---------- INFORMATION SHOWN ----------

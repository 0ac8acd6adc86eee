//! The weak-reference manager (C8, §4.6).
//!
//! The reference design registers weak entries with a CAS-based lock-free
//! prepend and leaves removal unspecified. This crate instead guards the
//! whole list with a `parking_lot::Mutex` (see the concurrency-model
//! deviation recorded in DESIGN.md): safe, ABA-free removal of an
//! arbitrary node from a lock-free singly-linked list needs hazard
//! pointers or epoch-based reclamation, machinery the spec does not
//! otherwise call for, and a single uncontended mutex is a better fit for
//! a list that is only ever walked while mutators are parked anyway.

use std::ptr::NonNull;

use parking_lot::Mutex;

use crate::lock_order::{LockGuard, LockOrder};
use crate::object::ObjectHeader;

/// One weak-reference slot (§3): holds the referent, or null once nulled.
pub struct WeakSlot {
    value: Mutex<Option<NonNull<ObjectHeader>>>,
}

impl WeakSlot {
    /// Reads the current referent. May legitimately race with the
    /// collector's nulling pass if called without external synchronisation
    /// around a collection; callers that need a consistent view across a
    /// cycle should hold the allocator parked via `Runtime::enter`.
    #[must_use]
    pub fn get(&self) -> Option<NonNull<ObjectHeader>> {
        *self.value.lock()
    }
}

// SAFETY: `WeakSlot`'s only field is mutex-guarded.
unsafe impl Send for WeakSlot {}
unsafe impl Sync for WeakSlot {}

/// The process-wide weak-reference list (§3, §4.6).
#[derive(Default)]
pub struct WeakRefManager {
    entries: Mutex<Vec<NonNull<WeakSlot>>>,
}

// SAFETY: `entries` is mutex-guarded; the pointers inside are owned
// `Box<WeakSlot>` allocations whose ownership is documented at
// `register`/`unregister`.
unsafe impl Send for WeakRefManager {}
unsafe impl Sync for WeakRefManager {}

impl WeakRefManager {
    #[must_use]
    pub fn new() -> Self {
        Self {
            entries: Mutex::new(Vec::new()),
        }
    }

    /// Registers a new weak entry pointing at `referent` and returns an
    /// owned handle to it. The caller owns the returned `Box`'s backing
    /// memory and must pass it to `unregister` before dropping it, or the
    /// entry leaks for the runtime's lifetime.
    pub fn register(&self, referent: NonNull<ObjectHeader>) -> NonNull<WeakSlot> {
        let slot = Box::new(WeakSlot {
            value: Mutex::new(Some(referent)),
        });
        let ptr = NonNull::from(Box::leak(slot));
        let _guard = LockGuard::new(LockOrder::WeakList);
        self.entries.lock().push(ptr);
        ptr
    }

    /// Unregisters a weak entry, reclaiming its backing memory. The
    /// holder's own lifetime drives this, not the collector (§3
    /// lifecycles).
    ///
    /// # Safety
    ///
    /// `slot` must have been returned by `register` on this manager and
    /// must not be used again afterward.
    pub unsafe fn unregister(&self, slot: NonNull<WeakSlot>) {
        let _guard = LockGuard::new(LockOrder::WeakList);
        let mut entries = self.entries.lock();
        if let Some(pos) = entries.iter().position(|&e| e == slot) {
            entries.swap_remove(pos);
        }
        drop(entries);
        // SAFETY: caller guarantees `slot` came from `Box::leak` in
        // `register` and is not used again.
        unsafe {
            drop(Box::from_raw(slot.as_ptr()));
        }
    }

    /// The "trace finished" callback (§4.6, C8): nulls every entry whose
    /// referent is unmarked. Must run strictly between mark and sweep.
    pub(crate) fn sweep_unmarked(&self) {
        let _guard = LockGuard::new(LockOrder::WeakList);
        for &slot in self.entries.lock().iter() {
            let slot_ref = unsafe { slot.as_ref() };
            let mut value = slot_ref.value.lock();
            if let Some(referent) = *value {
                if !unsafe { referent.as_ref() }.marked.get() {
                    *value = None;
                }
            }
        }
    }
}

----------

» PROBLEM:
Set down each entry again, unchanged.

» RESPONSE BOX:
repository 0ac8acd6adc86eee
//! The weak-reference manager (C8, §4.6).
//!
//! The reference design registers weak entries with a CAS-based lock-free
//! prepend and leaves removal unspecified. This crate instead guards the
//! whole list with a `parking_lot::Mutex` (see the concurrency-model
//! deviation recorded in DESIGN.md): safe, ABA-free removal of an
//! arbitrary node from a lock-free singly-linked list needs hazard
//! pointers or epoch-based reclamation, machinery the spec does not
//! otherwise call for, and a single uncontended mutex is a better fit for
//! a list that is only ever walked while mutators are parked anyway.

use std::ptr::NonNull;

use parking_lot::Mutex;

use crate::lock_order::{LockGuard, LockOrder};
use crate::object::ObjectHeader;

/// One weak-reference slot (§3): holds the referent, or null once nulled.
pub struct WeakSlot {
    value: Mutex<Option<NonNull<ObjectHeader>>>,
}

impl WeakSlot {
    /// Reads the current referent. May legitimately race with the
    /// collector's nulling pass if called without external synchronisation
    /// around a collection; callers that need a consistent view across a
    /// cycle should hold the allocator parked via `Runtime::enter`.
    #[must_use]
    pub fn get(&self) -> Option<NonNull<ObjectHeader>> {
        *self.value.lock()
    }
}

// SAFETY: `WeakSlot`'s only field is mutex-guarded.
unsafe impl Send for WeakSlot {}
unsafe impl Sync for WeakSlot {}

/// The process-wide weak-reference list (§3, §4.6).
#[derive(Default)]
pub struct WeakRefManager {
    entries: Mutex<Vec<NonNull<WeakSlot>>>,
}

// SAFETY: `entries` is mutex-guarded; the pointers inside are owned
// `Box<WeakSlot>` allocations whose ownership is documented at
// `register`/`unregister`.
unsafe impl Send for WeakRefManager {}
unsafe impl Sync for WeakRefManager {}

impl WeakRefManager {
    #[must_use]
    pub fn new() -> Self {
        Self {
            entries: Mutex::new(Vec::new()),
        }
    }

    /// Registers a new weak entry pointing at `referent` and returns an
    /// owned handle to it. The caller owns the returned `Box`'s backing
    /// memory and must pass it to `unregister` before dropping it, or the
    /// entry leaks for the runtime's lifetime.
    pub fn register(&self, referent: NonNull<ObjectHeader>) -> NonNull<WeakSlot> {
        let slot = Box::new(WeakSlot {
            value: Mutex::new(Some(referent)),
        });
        let ptr = NonNull::from(Box::leak(slot));
        let _guard = LockGuard::new(LockOrder::WeakList);
        self.entries.lock().push(ptr);
        ptr
    }

    /// Unregisters a weak entry, reclaiming its backing memory. The
    /// holder's own lifetime drives this, not the collector (§3
    /// lifecycles).
    ///
    /// # Safety
    ///
    /// `slot` must have been returned by `register` on this manager and
    /// must not be used again afterward.
    pub unsafe fn unregister(&self, slot: NonNull<WeakSlot>) {
        let _guard = LockGuard::new(LockOrder::WeakList);
        let mut entries = self.entries.lock();
        if let Some(pos) = entries.iter().position(|&e| e == slot) {
            entries.swap_remove(pos);
        }
        drop(entries);
        // SAFETY: caller guarantees `slot` came from `Box::leak` in
        // `register` and is not used again.
        unsafe {
            drop(Box::from_raw(slot.as_ptr()));
        }
    }

    /// The "trace finished" callback (§4.6, C8): nulls every entry whose
    /// referent is unmarked. Must run strictly between mark and sweep.
    pub(crate) fn sweep_unmarked(&self) {
        let _guard = LockGuard::new(LockOrder::WeakList);
        for &slot in self.entries.lock().iter() {
            let slot_ref = unsafe { slot.as_ref() };
            let mut value = slot_ref.value.lock();
            if let Some(referent) = *value {
                if !unsafe { referent.as_ref() }.marked.get() {
                    *value = None;
                }
            }
        }
    }
}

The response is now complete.